In a Jewish Book council interview, Horn told Miriam Bradman Abrahams:

I have always been inter­est­ed in sib­ling rela­tion­ships, both bib­li­cal and per­son­al. I think sib­lings share a past but not a future. How­ev­er, the past shared is so dif­fer­ent based on indi­vid­ual mem­o­ry…The nov­el also came out of my inter­est in the Genizah, the repos­i­to­ry of hun­dreds of thou­sands of stored doc­u­ments writ­ten in Hebrew from 870‑1880. I had the oppor­tu­ni­ty to view some of them dur­ing the year I stud­ied in Cam­bridge and was espe­cial­ly inter­est­ed in doc­u­ments which inad­ver­tent­ly record­ed the dai­ly exis­tence of the peo­ple of Fus­tat. I have kept jour­nals since I was a child and am fas­ci­nat­ed with the idea of record­ing and pre­serv­ing things.

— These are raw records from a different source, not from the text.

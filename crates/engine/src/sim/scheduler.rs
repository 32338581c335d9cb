//! Scheduler: synchronous, cooperative advancement of unit instances.
//!
//! Scheduling is clock-driven with no preemption: every registered unit
//! advances its own state machine by exactly one phase per global tick, and
//! no unit ever blocks another. Units share no mutable state; at most one
//! operation is in flight per unit instance, while the scheduler as a whole
//! supports arbitrarily many concurrent unit instances, each at its own
//! pace.

use tracing::trace;

use crate::config::Config;
use crate::format::FloatValue;
use crate::stats::{SchedulerReport, UnitReport};
use crate::units::FpUnit;

/// Opaque handle to a unit registered with a [`Scheduler`].
#[derive(Clone, Copy, Debug, PartialEq, Eq)]
pub struct UnitHandle(usize);

/// Advances a heterogeneous set of processing units one tick at a time.
#[derive(Debug, Default)]
pub struct Scheduler {
    units: Vec<Box<dyn FpUnit>>,
    cycles: u64,
    trace: bool,
}

impl Scheduler {
    /// Creates an empty scheduler with default settings.
    pub fn new() -> Self {
        Self::default()
    }

    /// Creates an empty scheduler with settings from a [`Config`].
    pub fn from_config(config: &Config) -> Self {
        Self {
            units: Vec::new(),
            cycles: 0,
            trace: config.sim.trace,
        }
    }

    /// Registers a unit and returns its handle.
    pub fn add_unit(&mut self, unit: Box<dyn FpUnit>) -> UnitHandle {
        self.units.push(unit);
        UnitHandle(self.units.len() - 1)
    }

    /// Borrows a registered unit.
    ///
    /// # Panics
    ///
    /// Panics if the handle belongs to a different scheduler.
    pub fn unit(&self, handle: UnitHandle) -> &dyn FpUnit {
        self.units[handle.0].as_ref()
    }

    /// Mutably borrows a registered unit (to drive its input ports).
    ///
    /// # Panics
    ///
    /// Panics if the handle belongs to a different scheduler.
    pub fn unit_mut(&mut self, handle: UnitHandle) -> &mut dyn FpUnit {
        self.units[handle.0].as_mut()
    }

    /// Advances every registered unit by one clock tick.
    pub fn tick(&mut self) {
        if self.trace {
            trace!(cycle = self.cycles, "tick");
        }
        for unit in &mut self.units {
            unit.tick();
        }
        self.cycles += 1;
    }

    /// Global clock ticks elapsed.
    pub const fn cycles(&self) -> u64 {
        self.cycles
    }

    /// Drives one complete handshake on the given unit: present the
    /// operands, assert the request, tick until done, read the result,
    /// release, and tick once more so the unit returns to idle.
    ///
    /// Every other registered unit keeps advancing during the wait, so
    /// concurrent operations started through their own ports make progress
    /// at their own pace.
    ///
    /// # Panics
    ///
    /// Panics if the handle belongs to a different scheduler.
    pub fn execute(&mut self, handle: UnitHandle, a: FloatValue, b: FloatValue) -> FloatValue {
        let unit = self.unit_mut(handle);
        unit.set_operands(a, b);
        unit.set_request(true);
        loop {
            self.tick();
            if self.unit(handle).done() {
                break;
            }
        }
        let result = self.unit(handle).result();
        self.unit_mut(handle).set_request(false);
        self.tick();
        result
    }

    /// Snapshot of the global cycle count and every unit's counters.
    pub fn report(&self) -> SchedulerReport {
        SchedulerReport {
            cycles: self.cycles,
            units: self
                .units
                .iter()
                .map(|unit| UnitReport {
                    kind: unit.kind(),
                    stats: *unit.stats(),
                })
                .collect(),
        }
    }
}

There’s a value to telling stories about emergencies, not always as we live them, when we are caught up in the urgent and immediate narrative, but later, or in other ways. Reading imagined emergencies may even help us figure out our part in moving through them in real life, bearing witness on the spot, helping each other out. What are the endless news stories, opinion pieces, letters from every organization we’ve ever supported, if not storytelling, sometimes nuanced, sometimes clumsy? But we often can’t see what we’re in the middle of, not when we look at it too directly. So these novels, their lists, their depictions of emergencies, have a role to play as we wrestle with how to live in, and through, this present moment.